Lent 2020 - Day 23
"Michael - you were born into the Catholic Church, you were baptised, taking the name of the Archangel Michael; you have taken the Holy Sacraments - you were brought up a Catholic, you were versed in the Catechism, Sunday Schools, you went to a Catholic grammar school, where you were taught Religious Instruction by priests.
"And yet you have chosen to reject the way of Jesus Christ, the Only Begotten Son of God, who died on the Cross and rose again from the dead to save your soul!
"Two thousand years of religious doctrine, shaped by St Paul, by thinkers such as St Augustine and St Thomas of Aquinas, you blithely reject out of arrogant pride - believing that you know better? You concoct a story, based on dreams, and choose to shape this into a belief system that explains your purpose within God's creation? And to share this, to propagate it among other people?

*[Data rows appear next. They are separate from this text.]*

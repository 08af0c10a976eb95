//! # Runtime Tensors
//!
//! A small dense tensor with a dynamic shape and row-major `f64` storage.
//!
//! Every learnable quantity in the parser (grammar scores, emission means,
//! coupling-network weights) is a `Tensor`, and every gradient shares the
//! layout of the parameter it belongs to. Optimizers therefore only ever see
//! flat `data` vectors paired by position.
//!
//! ## Example
//!
//! ```rust
//! use dmvflow_diff::Tensor;
//!
//! let mut t = Tensor::zeros(vec![2, 3]);
//! *t.get_mut(&[1, 2]) = 4.0;
//! assert_eq!(t.get(&[1, 2]), 4.0);
//! assert_eq!(t.row(1), &[0.0, 0.0, 4.0]);
//! ```

use std::fmt;

use rand::Rng;
use serde::{Deserialize, Serialize};

use crate::DiffError;

/// A dense tensor with a runtime shape.
#[derive(Clone, PartialEq, Serialize, Deserialize)]
pub struct Tensor {
    /// Shape of the tensor
    pub shape: Vec<usize>,
    /// Flattened data in row-major order
    pub data: Vec<f64>,
}

impl Tensor {
    /// Create a tensor filled with zeros.
    pub fn zeros(shape: Vec<usize>) -> Self {
        Self::full(shape, 0.0)
    }

    /// Create a tensor filled with a constant value.
    pub fn full(shape: Vec<usize>, value: f64) -> Self {
        let size: usize = shape.iter().product();
        Self {
            shape,
            data: vec![value; size],
        }
    }

    /// Create a tensor from data with given shape.
    pub fn from_data(shape: Vec<usize>, data: Vec<f64>) -> Result<Self, DiffError> {
        let expected: usize = shape.iter().product();
        if data.len() != expected {
            return Err(DiffError::DataLength {
                len: data.len(),
                shape,
            });
        }
        Ok(Self { shape, data })
    }

    /// Create a 1D vector tensor.
    pub fn vector(data: Vec<f64>) -> Self {
        Self {
            shape: vec![data.len()],
            data,
        }
    }

    /// Create a 2D tensor from equally long rows.
    pub fn from_rows(rows: &[Vec<f64>], cols: usize) -> Result<Self, DiffError> {
        let mut data = Vec::with_capacity(rows.len() * cols);
        for row in rows {
            if row.len() != cols {
                return Err(DiffError::ShapeMismatch {
                    expected: vec![cols],
                    got: vec![row.len()],
                });
            }
            data.extend_from_slice(row);
        }
        Ok(Self {
            shape: vec![rows.len(), cols],
            data,
        })
    }

    /// Create a tensor with entries drawn uniformly from `[low, high)`.
    pub fn uniform(shape: Vec<usize>, low: f64, high: f64, rng: &mut impl Rng) -> Self {
        let size: usize = shape.iter().product();
        let data = (0..size).map(|_| rng.gen_range(low..high)).collect();
        Self { shape, data }
    }

    /// Create a tensor of zeros with the same shape.
    pub fn zeros_like(&self) -> Self {
        Self::zeros(self.shape.clone())
    }

    /// Total number of elements.
    pub fn size(&self) -> usize {
        self.data.len()
    }

    /// Number of axes.
    pub fn rank(&self) -> usize {
        self.shape.len()
    }

    /// Fail unless the tensor has exactly the given shape.
    pub fn expect_shape(&self, expected: &[usize]) -> Result<(), DiffError> {
        if self.shape != expected {
            return Err(DiffError::ShapeMismatch {
                expected: expected.to_vec(),
                got: self.shape.clone(),
            });
        }
        Ok(())
    }

    /// Flat offset of a multi-index.
    pub fn offset(&self, index: &[usize]) -> usize {
        debug_assert_eq!(index.len(), self.shape.len(), "index rank mismatch");
        let mut offset = 0;
        for (i, (&idx, &dim)) in index.iter().zip(self.shape.iter()).enumerate() {
            debug_assert!(idx < dim, "index {} out of bounds on axis {}", idx, i);
            offset = offset * dim + idx;
        }
        offset
    }

    /// Element at a multi-index.
    pub fn get(&self, index: &[usize]) -> f64 {
        self.data[self.offset(index)]
    }

    /// Mutable element at a multi-index.
    pub fn get_mut(&mut self, index: &[usize]) -> &mut f64 {
        let offset = self.offset(index);
        &mut self.data[offset]
    }

    /// Length of the innermost axis.
    pub fn row_len(&self) -> usize {
        self.shape.last().copied().unwrap_or(1)
    }

    /// Number of innermost-axis rows.
    pub fn num_rows(&self) -> usize {
        let len = self.row_len();
        if len == 0 {
            0
        } else {
            self.data.len() / len
        }
    }

    /// The `i`-th innermost-axis row.
    pub fn row(&self, i: usize) -> &[f64] {
        let len = self.row_len();
        &self.data[i * len..(i + 1) * len]
    }

    /// The `i`-th innermost-axis row, mutably.
    pub fn row_mut(&mut self, i: usize) -> &mut [f64] {
        let len = self.row_len();
        &mut self.data[i * len..(i + 1) * len]
    }

    /// In-place `self += alpha * other`.
    pub fn axpy(&mut self, alpha: f64, other: &Tensor) -> Result<(), DiffError> {
        other.expect_shape(&self.shape)?;
        for (a, b) in self.data.iter_mut().zip(other.data.iter()) {
            *a += alpha * b;
        }
        Ok(())
    }

    /// Scalar multiplication.
    pub fn scale(&self, scalar: f64) -> Tensor {
        self.map(|x| x * scalar)
    }

    /// Apply a function to each element.
    pub fn map(&self, f: impl Fn(f64) -> f64) -> Tensor {
        Tensor {
            shape: self.shape.clone(),
            data: self.data.iter().map(|&x| f(x)).collect(),
        }
    }

    /// Sum of squared elements.
    pub fn norm_sq(&self) -> f64 {
        self.data.iter().map(|x| x * x).sum()
    }

    /// Largest element (`-inf` for an empty tensor).
    pub fn max(&self) -> f64 {
        self.data.iter().copied().fold(f64::NEG_INFINITY, f64::max)
    }

    /// Smallest element (`+inf` for an empty tensor).
    pub fn min(&self) -> f64 {
        self.data.iter().copied().fold(f64::INFINITY, f64::min)
    }
}

impl fmt::Debug for Tensor {
    fn fmt(&self, f: &mut fmt::Formatter<'_>) -> fmt::Result {
        if self.shape.len() == 1 {
            write!(f, "Tensor(vec[{}]={:?})", self.shape[0], self.data)
        } else {
            write!(f, "Tensor(shape={:?}, data={:?})", self.shape, self.data)
        }
    }
}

"You turn your back on the faith of your forefathers, the national religion of your beloved homeland? This is the religion that saw Poland hold firm against invaders and occupants over the centuries!
"You reject the Holy Bible, the Gospels of the New Testament, the Good News given to Man that he may find salvation and everlasting life in the Kingdom of God?"
I do indeed. I distance myself from the Catholic Church, from Christianity, in my rejection of dogma. The stuff about the Holy Trinity I don't get, and Jesus's divinity and resurrection from the dead, the Virgin Birth I can't accept either literally or metaphysically. I first found myself diverging from the Church as a teenager; as an adult and parent I paid lip-service for the sake of social convenience (as I suspect a great many churchgoers in Poland do). In a universe of a billion galaxies each consisting of a billion stars, the notion of Terrestrial exceptionalism doesn't persuade me. And I particularly refute the notion of appropriating God, Jesus and Mary for the nation-state. It runs counter to any serious theology.
However, I stand with Christians, Jews and Muslims in believing firmly in One God. Creator of all things visible and invisible. And along with many religious people I believe that there is life after death - although I differ from them as to how I believe that afterlife is defined and experienced. I also differ with most established religions as to how I see that God - certainly not anthropomorphic, not a wise old patriarch with a beard, not a King, nor a Lord. I also stand firmly alongside religious people against atheism in believing that there is something greater than the here-and-now; the notion of an ultimate destiny, a purpose.
Unlike religious fundamentalists who adhere to the notion that there's nothing more to be added to their scriptures written a couple of thousands of years ago - and the scientific fundamentalists who say there's nothing more than matter and interactions between matter - I have an open mind. My Lenten journeys are steps along a journey of continual improvement, ever greater understanding, more nuance, more subtle, not afraid to get it wrong and draw back to explore another avenue. Growth through openness.
We are too small, too limited, too early in our spiritual evolution to have but the slightest idea of God. In a universe as vast and as rapidly expanding as ours, traditional theology falls short of explanations. Over the past century, we have learnt so much about the universe and its structure down to the subatomic level - think how much more we shall know as a species in the next century or ten! Catholic theology, which was so powerful in the Middle Ages, never recovered its intellectual prowess after the Reformation and Enlightenment.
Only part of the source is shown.